NGC Ancients Grades Armenian Rarity
Posted on 7/7/2009
It was Richard Martineit’s good fortune to be at that auction in October, 2007, where more than 1500 lots were sold in two days. One that caught his eye was lot 1597, a group of 13 coins in a box labeled "Roman & Ancient pieces". It contained a variety of silver and base metal coins issued from the 3rd Century B.C. to the 11th Century A.D. Highlights included a Roman silver denarius of 41 B.C. with the portraits of warlords Marc Antony and Octavian, and three coins struck by Greek and Roman rulers of Egypt.
Seeking proper identifications and grading, Martineit sent his coins to NGC Ancients, a branch of the Numismatic Guaranty Corporation (NGC) dedicated to coins of the ancient world. On his submission form, the last three coins were described by the submitter as issues of the Byzantine Empire. Each had an image of Christ on the obverse and an inscription on the reverse. It was soon discovered that only two of them were Byzantine, and one in fact was Armenian.
The prize coin was an Armenian bronze follis of "Kiurike the Kouropalates" from the 10th or 11th Century A.D. Modeled after contemporary coins of the Byzantine Empire, it belongs to the first coinage with Armenian inscriptions. Martineit’s example is perhaps the finest of the 19 known, and its inscription has an unusual arrangement that until now may not have been documented.
"Even through I owned that box lot for 15 months I never looked at the three coins I identified as Byzantine until I mailed them to NGC," Martineit says. "In fact, I bought the lot for the other coins and I was not going to send in those three coins until I realized I could never find a value for them until I knew what they were. So I added them to the submission at the last minute."
As it turns out, one of these three coins was a hidden treasure.
"At first glance it appeared to be an ordinary Byzantine bronze," says David Vagi, director of NGC Ancients, "but when I turned it over I knew it was something I had never handled before." Vagi consulted with Robert W. Hoge, a curator at the American Numismatic Society, who confirmed its importance.
Martineit was overwhelmed when he got the news: "To say the least, David made my day with his phone call," he says. "I cannot tell you how happy I am about this stroke of luck. I feel like a kid who just got the greatest train set it the world and cannot stop playing with it. NGC's service went light years beyond anything I ever expected."
Without proper identification, the Armenian coin might have remained unknown until it entered the marketplace as an ordinary Byzantine coin, valued at perhaps $50. "This is the kind of thing you expect to see on Antiques Roadshow – a discovery that makes what we do so rewarding. We normally do not grade Medieval Armenian coins, but this case was so unusual that we made an exception," Vagi adds.

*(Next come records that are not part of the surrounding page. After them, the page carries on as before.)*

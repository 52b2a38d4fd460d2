use std::path::PathBuf;

use anyhow::{Context, Result, bail};
use clap::{Args, Parser, Subcommand, ValueEnum};
use tracing_subscriber::EnvFilter;

use apimutant::mutation::{
    MutationConfig, MutationStatus, ReportFormat, RunSnapshot, discover_mutants, filter_mutants,
    interrupt_flag, latest_incomplete_run, load_run_status, render_run_report, resume_run,
    run_new, summarize,
};

#[derive(Debug, Parser)]
#[command(name = "apimutant")]
#[command(about = "Mutation testing for REST API test suites")]
struct Cli {
    /// YAML or JSON config file; flags override its values.
    #[arg(long, global = true)]
    config: Option<PathBuf>,
    #[command(subcommand)]
    command: Command,
}

#[derive(Debug, Args)]
struct CommonArgs {
    /// OpenAPI document.
    #[arg(long)]
    schema: Option<PathBuf>,
    /// Run root directory.
    #[arg(long)]
    run_root: Option<PathBuf>,
}

#[derive(Debug, Subcommand)]
enum Command {
    /// List the mutant catalog for the schema.
    Mutants {
        #[command(flatten)]
        common: CommonArgs,
        /// Optional substring filter over mutant ids and labels.
        #[arg(long)]
        filter: Option<String>,
        /// Emit JSON output.
        #[arg(long)]
        json: bool,
    },
    /// Start a mutation run.
    Run {
        #[command(flatten)]
        common: CommonArgs,
        /// Optional substring filter over mutant ids and labels.
        #[arg(long)]
        filter: Option<String>,
        /// Per-mutant suite timeout in seconds.
        #[arg(long)]
        timeout_secs: Option<u64>,
        /// Skip the unmutated baseline run.
        #[arg(long)]
        no_baseline: bool,
        /// Test command, after `--`.
        #[arg(last = true)]
        test_command: Vec<String>,
    },
    /// Resume an interrupted run (the latest compatible one if no id is given).
    ///
    /// Unset options fall back to the values recorded for the run.
    Resume {
        /// Existing run id.
        run_id: Option<String>,
        #[command(flatten)]
        common: CommonArgs,
        /// Per-mutant suite timeout in seconds; defaults to the recorded one.
        #[arg(long)]
        timeout_secs: Option<u64>,
        /// Test command, after `--`; defaults to the one recorded for the run.
        #[arg(last = true)]
        test_command: Vec<String>,
    },
    /// Show status for run id.
    Status {
        /// Existing run id.
        run_id: String,
        /// Run root directory.
        #[arg(long)]
        run_root: Option<PathBuf>,
    },
    /// Render report for run id.
    Report {
        /// Existing run id.
        run_id: String,
        /// Output format.
        #[arg(long, value_enum, default_value = "md")]
        format: OutputFormat,
        /// Run root directory.
        #[arg(long)]
        run_root: Option<PathBuf>,
    },
}

#[derive(Debug, Clone, Copy, ValueEnum)]
enum OutputFormat {
    /// Markdown
    Md,
    /// JSON
    Json,
    /// JUnit XML
    Junit,
}

fn init_logging() {
    let filter =
        EnvFilter::try_from_env("APIMUTANT_LOG").unwrap_or_else(|_| EnvFilter::new("info"));
    tracing_subscriber::fmt()
        .with_env_filter(filter)
        .with_writer(std::io::stderr)
        .with_target(false)
        .init();
}

fn base_config(path: Option<&PathBuf>) -> Result<MutationConfig> {
    match path {
        Some(path) => MutationConfig::load(path)
            .with_context(|| format!("failed to load config {}", path.display())),
        None => Ok(MutationConfig::default()),
    }
}

fn apply_common(mut config: MutationConfig, common: CommonArgs) -> MutationConfig {
    if let Some(schema) = common.schema {
        config = config.with_schema_path(schema);
    }
    if let Some(run_root) = common.run_root {
        config = config.with_run_root(run_root);
    }
    config
}

fn print_summary(snapshot: &RunSnapshot) {
    let report = summarize(&snapshot.results());
    let incomplete =
        snapshot.count(MutationStatus::Pending) + snapshot.count(MutationStatus::Running);
    let score = report
        .score
        .map(|s| format!("{:.2}%", s * 100.0))
        .unwrap_or_else(|| "N/A".to_string());
    println!(
        "summary: killed={}, survived={}, errored={}, incomplete={}, mutation_score={}",
        report.killed, report.survived, report.errored, incomplete, score
    );
    if !report.uncalled_endpoints.is_empty() {
        println!("uncalled endpoints: {}", report.uncalled_endpoints.join(", "));
    }
}

fn main() -> Result<()> {
    init_logging();
    let cli = Cli::parse();
    let config = base_config(cli.config.as_ref())?;

    match cli.command {
        Command::Mutants {
            common,
            filter,
            json,
        } => {
            let config = apply_common(config, common);
            let filter = filter.or_else(|| config.filter.clone());
            let mutants = filter_mutants(discover_mutants(&config)?, filter.as_deref());
            if json {
                println!("{}", serde_json::to_string_pretty(&mutants)?);
            } else {
                for mutant in &mutants {
                    println!("{}\t{}", mutant.id, mutant.label());
                }
            }
        }
        Command::Run {
            common,
            filter,
            timeout_secs,
            no_baseline,
            test_command,
        } => {
            let mut config = apply_common(config, common);
            if let Some(filter) = filter {
                config = config.with_filter(filter);
            }
            if let Some(timeout_secs) = timeout_secs {
                config = config.with_timeout_secs(timeout_secs);
            }
            if no_baseline {
                config = config.with_baseline(false);
            }
            if !test_command.is_empty() {
                config = config.with_test_command(test_command);
            }

            let runner = config.command_runner()?.with_interrupt(interrupt_flag());
            let mutants = discover_mutants(&config)?;
            let run = run_new(&config, mutants, &runner)?;
            println!("run id: {}", run.run_id);
            println!("run dir: {}", run.run_dir.display());
            print_summary(&run.snapshot);
        }
        Command::Resume {
            run_id,
            common,
            timeout_secs,
            test_command,
        } => {
            let mut config = apply_common(config, common);
            if let Some(timeout_secs) = timeout_secs {
                config = config.with_timeout_secs(timeout_secs);
            }
            if !test_command.is_empty() {
                config = config.with_test_command(test_command);
            }

            let run_id = match run_id {
                Some(run_id) => run_id,
                None => match latest_incomplete_run(&config)? {
                    Some(run_id) => run_id,
                    None => bail!(
                        "no incomplete run under {} matches this configuration",
                        config.run_root.display()
                    ),
                },
            };
            if let Some(recorded) = load_run_status(&config, &run_id)?.info.config {
                if config.test_command.is_empty() {
                    config = config.with_test_command(recorded.test_command);
                }
                if config.timeout_secs.is_none() {
                    if let Some(timeout_secs) = recorded.timeout_secs {
                        config = config.with_timeout_secs(timeout_secs);
                    }
                }
            }

            let runner = config.command_runner()?.with_interrupt(interrupt_flag());
            let run = resume_run(&config, &run_id, &runner)?;
            println!("run id: {}", run.run_id);
            print_summary(&run.snapshot);
        }
        Command::Status { run_id, run_root } => {
            let mut config = config;
            if let Some(run_root) = run_root {
                config = config.with_run_root(run_root);
            }
            let snapshot = load_run_status(&config, &run_id)?;
            println!("run id: {}", snapshot.run_id);
            println!("completed: {}", snapshot.completed);
            println!("interrupted: {}", snapshot.interrupted);
            print_summary(&snapshot);
            for state in snapshot.mutants.values() {
                println!(
                    "{}\t{}\t{}",
                    state.mutant.id,
                    state.status.as_str(),
                    state.mutant.label()
                );
            }
        }
        Command::Report {
            run_id,
            format,
            run_root,
        } => {
            let mut config = config;
            if let Some(run_root) = run_root {
                config = config.with_run_root(run_root);
            }
            let format = match format {
                OutputFormat::Md => ReportFormat::Markdown,
                OutputFormat::Json => ReportFormat::Json,
                OutputFormat::Junit => ReportFormat::Junit,
            };
            println!("{}", render_run_report(&config, &run_id, format)?);
        }
    }

    Ok(())
}
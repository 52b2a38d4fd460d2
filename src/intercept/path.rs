//! URL normalization and path-template matching.

/// Reduce a URL or path to the bare path used for matching.
///
/// Scheme and authority, query string, fragment and trailing slash are
/// dropped. The result always starts with `/`.
pub fn normalize_path(url: &str) -> String {
    let mut rest = url.trim();
    if let Some(idx) = rest.find("://") {
        rest = &rest[idx + 3..];
        rest = match rest.find('/') {
            Some(slash) => &rest[slash..],
            None => "",
        };
    }
    if let Some(end) = rest.find(['?', '#']) {
        rest = &rest[..end];
    }

    let trimmed = rest.trim_end_matches('/');
    if trimmed.starts_with('/') {
        trimmed.to_string()
    } else {
        format!("/{trimmed}")
    }
}

/// True when `path` (already normalized) fits `template`.
///
/// Literal segments must be equal; a `{name}` segment matches any non-empty
/// segment.
pub fn path_matches_template(template: &str, path: &str) -> bool {
    let template = normalize_path(template);
    let mut template_segments = template.split('/');
    let mut path_segments = path.split('/');

    loop {
        match (template_segments.next(), path_segments.next()) {
            (None, None) => return true,
            (Some(expected), Some(actual)) => {
                if is_template_param(expected) {
                    if actual.is_empty() {
                        return false;
                    }
                } else if expected != actual {
                    return false;
                }
            }
            _ => return false,
        }
    }
}

fn is_template_param(segment: &str) -> bool {
    segment.len() > 2 && segment.starts_with('{') && segment.ends_with('}')
}
//! Transport-neutral HTTP exchange types and the transport seam.

use serde_json::Value;
use thiserror::Error;

use crate::schema::Method;

use super::path::normalize_path;

/// Outbound request as seen by the interception hook.
#[derive(Debug, Clone, PartialEq, Eq)]
pub struct HttpRequest {
    /// HTTP method.
    pub method: Method,
    /// Absolute URL or bare path.
    pub url: String,
    /// Header list in send order. Names compare case-insensitively.
    pub headers: Vec<(String, String)>,
    /// Raw body bytes.
    pub body: Vec<u8>,
}

/// Response as returned to the caller.
#[derive(Debug, Clone, PartialEq, Eq)]
pub struct HttpResponse {
    /// Status code.
    pub status: u16,
    /// Header list. Names compare case-insensitively.
    pub headers: Vec<(String, String)>,
    /// Raw body bytes.
    pub body: Vec<u8>,
}

impl HttpRequest {
    /// Request without headers or body.
    pub fn new(method: Method, url: impl Into<String>) -> Self {
        Self {
            method,
            url: url.into(),
            headers: Vec::new(),
            body: Vec::new(),
        }
    }

    /// Append a header.
    pub fn with_header(mut self, name: impl Into<String>, value: impl Into<String>) -> Self {
        self.headers.push((name.into(), value.into()));
        self
    }

    /// Set a JSON body and its content type.
    pub fn with_json(mut self, body: &Value) -> Self {
        self.body = body.to_string().into_bytes();
        set_header(&mut self.headers, "content-type", "application/json");
        self
    }

    /// Normalized request path.
    pub fn path(&self) -> String {
        normalize_path(&self.url)
    }

    /// First value of a header.
    pub fn header(&self, name: &str) -> Option<&str> {
        find_header(&self.headers, name)
    }

    /// Replace the body, keeping a declared `content-length` in step.
    pub fn set_body(&mut self, body: Vec<u8>) {
        sync_content_length(&mut self.headers, body.len());
        self.body = body;
    }
}

impl HttpResponse {
    /// Response without headers or body.
    pub fn new(status: u16) -> Self {
        Self {
            status,
            headers: Vec::new(),
            body: Vec::new(),
        }
    }

    /// Append a header.
    pub fn with_header(mut self, name: impl Into<String>, value: impl Into<String>) -> Self {
        self.headers.push((name.into(), value.into()));
        self
    }

    /// Set a JSON body and its content type.
    pub fn with_json(mut self, body: &Value) -> Self {
        self.body = body.to_string().into_bytes();
        set_header(&mut self.headers, "content-type", "application/json");
        self
    }

    /// First value of a header.
    pub fn header(&self, name: &str) -> Option<&str> {
        find_header(&self.headers, name)
    }

    /// Parse the body as JSON.
    pub fn json(&self) -> Result<Value, serde_json::Error> {
        serde_json::from_slice(&self.body)
    }

    /// Replace the body, keeping a declared `content-length` in step.
    pub fn set_body(&mut self, body: Vec<u8>) {
        sync_content_length(&mut self.headers, body.len());
        self.body = body;
    }
}

/// Failure reported by the underlying transport.
#[derive(Debug, Clone, PartialEq, Eq, Error)]
pub enum TransportError {
    /// The peer could not be reached.
    #[error("connection failed: {0}")]
    Connection(String),
    /// Any other transport failure.
    #[error("transport error: {0}")]
    Other(String),
}

/// The seam between a test suite's HTTP client and the network.
pub trait Transport {
    /// Send one request and return its response.
    fn send(&self, request: HttpRequest) -> Result<HttpResponse, TransportError>;
}

impl<F> Transport for F
where
    F: Fn(HttpRequest) -> Result<HttpResponse, TransportError>,
{
    fn send(&self, request: HttpRequest) -> Result<HttpResponse, TransportError> {
        self(request)
    }
}

pub(crate) fn find_header<'a>(headers: &'a [(String, String)], name: &str) -> Option<&'a str> {
    headers
        .iter()
        .find(|(key, _)| key.eq_ignore_ascii_case(name))
        .map(|(_, value)| value.as_str())
}

/// Replace every occurrence of `name` with a single `name: value`.
pub(crate) fn set_header(headers: &mut Vec<(String, String)>, name: &str, value: &str) {
    headers.retain(|(key, _)| !key.eq_ignore_ascii_case(name));
    headers.push((name.to_string(), value.to_string()));
}

/// Remove every occurrence of `name`; returns whether anything was removed.
pub(crate) fn remove_header(headers: &mut Vec<(String, String)>, name: &str) -> bool {
    let before = headers.len();
    headers.retain(|(key, _)| !key.eq_ignore_ascii_case(name));
    headers.len() != before
}

fn sync_content_length(headers: &mut [(String, String)], len: usize) {
    for (key, value) in headers.iter_mut() {
        if key.eq_ignore_ascii_case("content-length") {
            *value = len.to_string();
        }
    }
}
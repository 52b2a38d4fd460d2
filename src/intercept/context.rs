//! The armed-mutant slot shared between a scheduler and the traffic it observes.

use std::fs::OpenOptions;
use std::io::{self, Write};
use std::path::{Path, PathBuf};
use std::sync::{Arc, Mutex, MutexGuard};

use serde::{Deserialize, Serialize};
use thiserror::Error;
use tracing::{debug, warn};

use crate::catalog::{Mutant, MutantId};
use crate::operators::{MutantApplicationError, PayloadSide};

use super::http::{HttpRequest, HttpResponse};
use super::path::normalize_path;

/// Environment variable that turns interception on in a test process.
pub const INTERCEPT_ENV: &str = "APIMUTANT_INTERCEPT";

/// Environment variable carrying the armed mutant (JSON) into a test process.
pub const MUTANT_ENV: &str = "APIMUTANT_MUTANT";

/// Environment variable naming the file a test process appends its
/// intercepted-call records to, one JSON object per line.
pub const REPORT_ENV: &str = "APIMUTANT_REPORT";

/// Raised when arming while another mutant is armed. The armed mutant is kept.
#[derive(Debug, Clone, PartialEq, Eq, Error)]
#[error("mutant {armed} is already armed; refusing to arm {requested}")]
pub struct AlreadyArmedError {
    /// Mutant currently armed.
    pub armed: MutantId,
    /// Mutant that was rejected.
    pub requested: MutantId,
}

/// Failure to build a context from the process environment.
#[derive(Debug, Error)]
pub enum ActivationError {
    /// `APIMUTANT_MUTANT` did not hold a mutant.
    #[error("invalid APIMUTANT_MUTANT payload: {0}")]
    InvalidMutant(#[from] serde_json::Error),
}

/// Bookkeeping for one arm/disarm cycle.
#[derive(Debug, Clone, PartialEq, Eq)]
pub struct ArmReport {
    /// Mutant that was armed.
    pub mutant: MutantId,
    /// Calls whose method and path matched the mutant.
    pub matched_calls: usize,
    /// Transformations actually applied.
    pub applied: usize,
    /// Transformations that could not be applied.
    pub failures: Vec<MutantApplicationError>,
}

impl ArmReport {
    fn empty(mutant: MutantId) -> Self {
        Self {
            mutant,
            matched_calls: 0,
            applied: 0,
            failures: Vec::new(),
        }
    }

    /// Add the counts another context observed for the same cycle.
    pub fn absorb(&mut self, other: &ArmReport) {
        self.matched_calls += other.matched_calls;
        self.applied += other.applied;
        self.failures.extend(other.failures.iter().cloned());
    }
}

/// One line of the call log written under [`REPORT_ENV`].
#[derive(Debug, Serialize, Deserialize)]
#[serde(tag = "call", rename_all = "snake_case")]
enum CallRecord {
    Matched { mutant: MutantId },
    Applied { mutant: MutantId },
    Failed { mutant: MutantId, error: String },
}

/// Fold the call log at `path` into a report for `mutant`.
///
/// A missing file means the process never matched a call. Lines that do not
/// parse, or that belong to another mutant, are skipped.
pub fn read_call_log(path: &Path, mutant: MutantId) -> io::Result<ArmReport> {
    let mut report = ArmReport::empty(mutant);
    let text = match std::fs::read_to_string(path) {
        Ok(text) => text,
        Err(err) if err.kind() == io::ErrorKind::NotFound => return Ok(report),
        Err(err) => return Err(err),
    };
    for line in text.lines().filter(|line| !line.trim().is_empty()) {
        match serde_json::from_str::<CallRecord>(line) {
            Ok(CallRecord::Matched { mutant: id }) if id == mutant => report.matched_calls += 1,
            Ok(CallRecord::Applied { mutant: id }) if id == mutant => report.applied += 1,
            Ok(CallRecord::Failed { mutant: id, error }) if id == mutant => report
                .failures
                .push(MutantApplicationError::Reported(error)),
            Ok(_) => {}
            Err(err) => debug!(path = %path.display(), error = %err, "skipping call log line"),
        }
    }
    Ok(report)
}

#[derive(Debug)]
struct Armed {
    mutant: Arc<Mutant>,
    report: ArmReport,
}

/// Decision taken for a request, carried to the matching response.
///
/// The request is matched once; the response hook only acts if the same
/// mutant is still armed when the response arrives.
#[derive(Debug, Clone, Default)]
pub struct CallTicket {
    mutant: Option<Arc<Mutant>>,
}

impl CallTicket {
    /// Ticket for a call no mutant applies to.
    pub fn passthrough() -> Self {
        Self::default()
    }

    /// Whether the armed mutant matched the request.
    pub fn is_matched(&self) -> bool {
        self.mutant.is_some()
    }

    /// The matched mutant.
    pub fn mutant(&self) -> Option<&Mutant> {
        self.mutant.as_deref()
    }
}

/// Cloneable handle to one armed-mutant slot.
///
/// At most one mutant is armed per context. Clones share the slot, so the
/// scheduler and the transport wrapper see the same state.
#[derive(Debug, Clone, Default)]
pub struct InterceptionContext {
    slot: Arc<Mutex<Option<Armed>>>,
    call_log: Option<Arc<PathBuf>>,
}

Originally, the surface of the coin was partly covered with encrustation. David Hendin, an expert in coin conservation, was enlisted as an outside consultant to help reveal the full detail of the coin. Conservation was especially important since the coin was a condition rarity, and the inscription needed to be fully visible.
The precise attribution of the coin is debated since it contains no indication of date or mint. Authorities generally agree that it is from Lori, a region in northeastern Greater Armenia, and that it likely was struck in the city of Tashir.
The inscription, which is the earliest appearance of Armenian language on a coin, translates to "May God aid Kiurike the Kouropalates," and shows that the issuer claimed the title Kouropalates ("charge of the palace"), a rank awarded by Byzantine emperors to vassal rulers of Armenia. However, scholars are sharply divided over which Kiurike issued the coin, some preferring the dynast Kiurike I (c. A.D. 979-989) and others his grandson Kiurike II (c. A.D. 1048-1100).